### [Dataset content]
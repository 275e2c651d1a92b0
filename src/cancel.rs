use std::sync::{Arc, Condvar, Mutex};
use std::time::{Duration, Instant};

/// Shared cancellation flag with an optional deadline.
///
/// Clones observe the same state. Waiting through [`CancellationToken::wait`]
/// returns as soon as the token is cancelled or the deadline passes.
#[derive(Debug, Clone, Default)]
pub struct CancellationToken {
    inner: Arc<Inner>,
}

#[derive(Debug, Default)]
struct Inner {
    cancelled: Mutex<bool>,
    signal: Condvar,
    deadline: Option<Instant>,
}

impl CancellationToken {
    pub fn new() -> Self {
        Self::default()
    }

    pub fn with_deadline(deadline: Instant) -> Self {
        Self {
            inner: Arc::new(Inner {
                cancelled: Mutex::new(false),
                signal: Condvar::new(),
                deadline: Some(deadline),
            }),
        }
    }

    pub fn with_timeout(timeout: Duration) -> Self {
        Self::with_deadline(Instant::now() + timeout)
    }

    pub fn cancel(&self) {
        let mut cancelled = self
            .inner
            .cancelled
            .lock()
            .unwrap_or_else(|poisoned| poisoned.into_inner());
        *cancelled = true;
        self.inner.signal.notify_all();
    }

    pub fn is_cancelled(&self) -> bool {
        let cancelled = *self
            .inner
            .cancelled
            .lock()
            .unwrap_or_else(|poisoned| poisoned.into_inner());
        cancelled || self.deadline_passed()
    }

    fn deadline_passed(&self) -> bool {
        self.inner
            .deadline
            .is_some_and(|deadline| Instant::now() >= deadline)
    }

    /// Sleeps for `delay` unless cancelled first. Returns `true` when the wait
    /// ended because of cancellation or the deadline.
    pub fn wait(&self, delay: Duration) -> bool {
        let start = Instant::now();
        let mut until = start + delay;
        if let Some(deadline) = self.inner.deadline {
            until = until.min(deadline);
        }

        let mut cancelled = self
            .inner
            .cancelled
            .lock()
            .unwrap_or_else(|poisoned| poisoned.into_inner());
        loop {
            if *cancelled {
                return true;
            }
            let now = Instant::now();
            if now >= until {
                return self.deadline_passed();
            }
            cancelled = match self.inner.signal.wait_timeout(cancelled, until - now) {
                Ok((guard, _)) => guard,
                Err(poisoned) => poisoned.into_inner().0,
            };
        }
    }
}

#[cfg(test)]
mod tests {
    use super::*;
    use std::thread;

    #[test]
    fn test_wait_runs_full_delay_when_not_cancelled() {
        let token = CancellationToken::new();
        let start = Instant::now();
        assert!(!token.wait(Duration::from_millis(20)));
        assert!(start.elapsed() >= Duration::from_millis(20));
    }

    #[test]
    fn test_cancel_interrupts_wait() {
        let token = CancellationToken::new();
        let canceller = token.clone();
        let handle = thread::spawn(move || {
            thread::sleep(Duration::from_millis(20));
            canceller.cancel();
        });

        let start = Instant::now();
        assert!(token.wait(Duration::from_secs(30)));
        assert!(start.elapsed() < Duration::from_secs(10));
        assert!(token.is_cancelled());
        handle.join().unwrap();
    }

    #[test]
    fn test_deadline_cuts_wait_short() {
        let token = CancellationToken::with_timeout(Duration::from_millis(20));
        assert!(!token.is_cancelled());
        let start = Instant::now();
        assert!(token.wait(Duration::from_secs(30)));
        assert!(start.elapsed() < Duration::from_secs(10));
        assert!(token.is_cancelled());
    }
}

--

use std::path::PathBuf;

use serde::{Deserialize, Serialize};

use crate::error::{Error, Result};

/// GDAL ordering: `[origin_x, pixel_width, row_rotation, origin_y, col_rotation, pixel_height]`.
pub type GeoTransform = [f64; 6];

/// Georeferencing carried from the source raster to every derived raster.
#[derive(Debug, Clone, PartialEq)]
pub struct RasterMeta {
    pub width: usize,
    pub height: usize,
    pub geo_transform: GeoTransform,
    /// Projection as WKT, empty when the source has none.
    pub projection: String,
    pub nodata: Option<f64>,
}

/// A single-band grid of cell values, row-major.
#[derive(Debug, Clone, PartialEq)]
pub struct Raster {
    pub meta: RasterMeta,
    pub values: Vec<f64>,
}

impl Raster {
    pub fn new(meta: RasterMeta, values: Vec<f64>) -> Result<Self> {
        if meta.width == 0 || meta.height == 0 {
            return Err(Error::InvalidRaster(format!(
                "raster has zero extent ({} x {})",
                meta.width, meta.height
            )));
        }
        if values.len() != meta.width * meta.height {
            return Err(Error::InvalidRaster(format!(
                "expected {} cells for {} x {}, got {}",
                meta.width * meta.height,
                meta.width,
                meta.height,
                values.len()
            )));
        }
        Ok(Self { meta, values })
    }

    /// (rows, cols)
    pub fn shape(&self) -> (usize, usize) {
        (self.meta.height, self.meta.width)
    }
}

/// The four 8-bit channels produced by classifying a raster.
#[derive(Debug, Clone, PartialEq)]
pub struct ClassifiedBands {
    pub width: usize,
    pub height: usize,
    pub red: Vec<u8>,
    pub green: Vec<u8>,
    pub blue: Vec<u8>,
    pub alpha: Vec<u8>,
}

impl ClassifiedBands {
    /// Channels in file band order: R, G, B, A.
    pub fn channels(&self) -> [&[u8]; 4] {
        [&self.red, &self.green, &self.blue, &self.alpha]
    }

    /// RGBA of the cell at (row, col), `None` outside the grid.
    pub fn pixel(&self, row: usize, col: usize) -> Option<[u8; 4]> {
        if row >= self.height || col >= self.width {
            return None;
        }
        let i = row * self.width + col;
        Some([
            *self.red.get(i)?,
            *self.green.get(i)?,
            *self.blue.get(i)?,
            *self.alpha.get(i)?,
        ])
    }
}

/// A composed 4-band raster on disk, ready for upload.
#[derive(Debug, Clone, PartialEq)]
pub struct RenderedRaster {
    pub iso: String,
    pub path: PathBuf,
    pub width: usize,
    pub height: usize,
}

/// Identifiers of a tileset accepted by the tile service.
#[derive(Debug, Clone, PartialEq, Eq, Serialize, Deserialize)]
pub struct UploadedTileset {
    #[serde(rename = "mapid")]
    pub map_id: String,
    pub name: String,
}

### [Task description]
Look above for the line containing "use std::path::PathBuf;". Output from there through the line containing "has zero extent", exactly and inclusively.

### [Task solution]
use std::path::PathBuf;

use serde::{Deserialize, Serialize};

use crate::error::{Error, Result};

/// GDAL ordering: `[origin_x, pixel_width, row_rotation, origin_y, col_rotation, pixel_height]`.
pub type GeoTransform = [f64; 6];

/// Georeferencing carried from the source raster to every derived raster.
#[derive(Debug, Clone, PartialEq)]
pub struct RasterMeta {
    pub width: usize,
    pub height: usize,
    pub geo_transform: GeoTransform,
    /// Projection as WKT, empty when the source has none.
    pub projection: String,
    pub nodata: Option<f64>,
}

/// A single-band grid of cell values, row-major.
#[derive(Debug, Clone, PartialEq)]
pub struct Raster {
    pub meta: RasterMeta,
    pub values: Vec<f64>,
}

impl Raster {
    pub fn new(meta: RasterMeta, values: Vec<f64>) -> Result<Self> {
        if meta.width == 0 || meta.height == 0 {
            return Err(Error::InvalidRaster(format!(
                "raster has zero extent ({} x {})",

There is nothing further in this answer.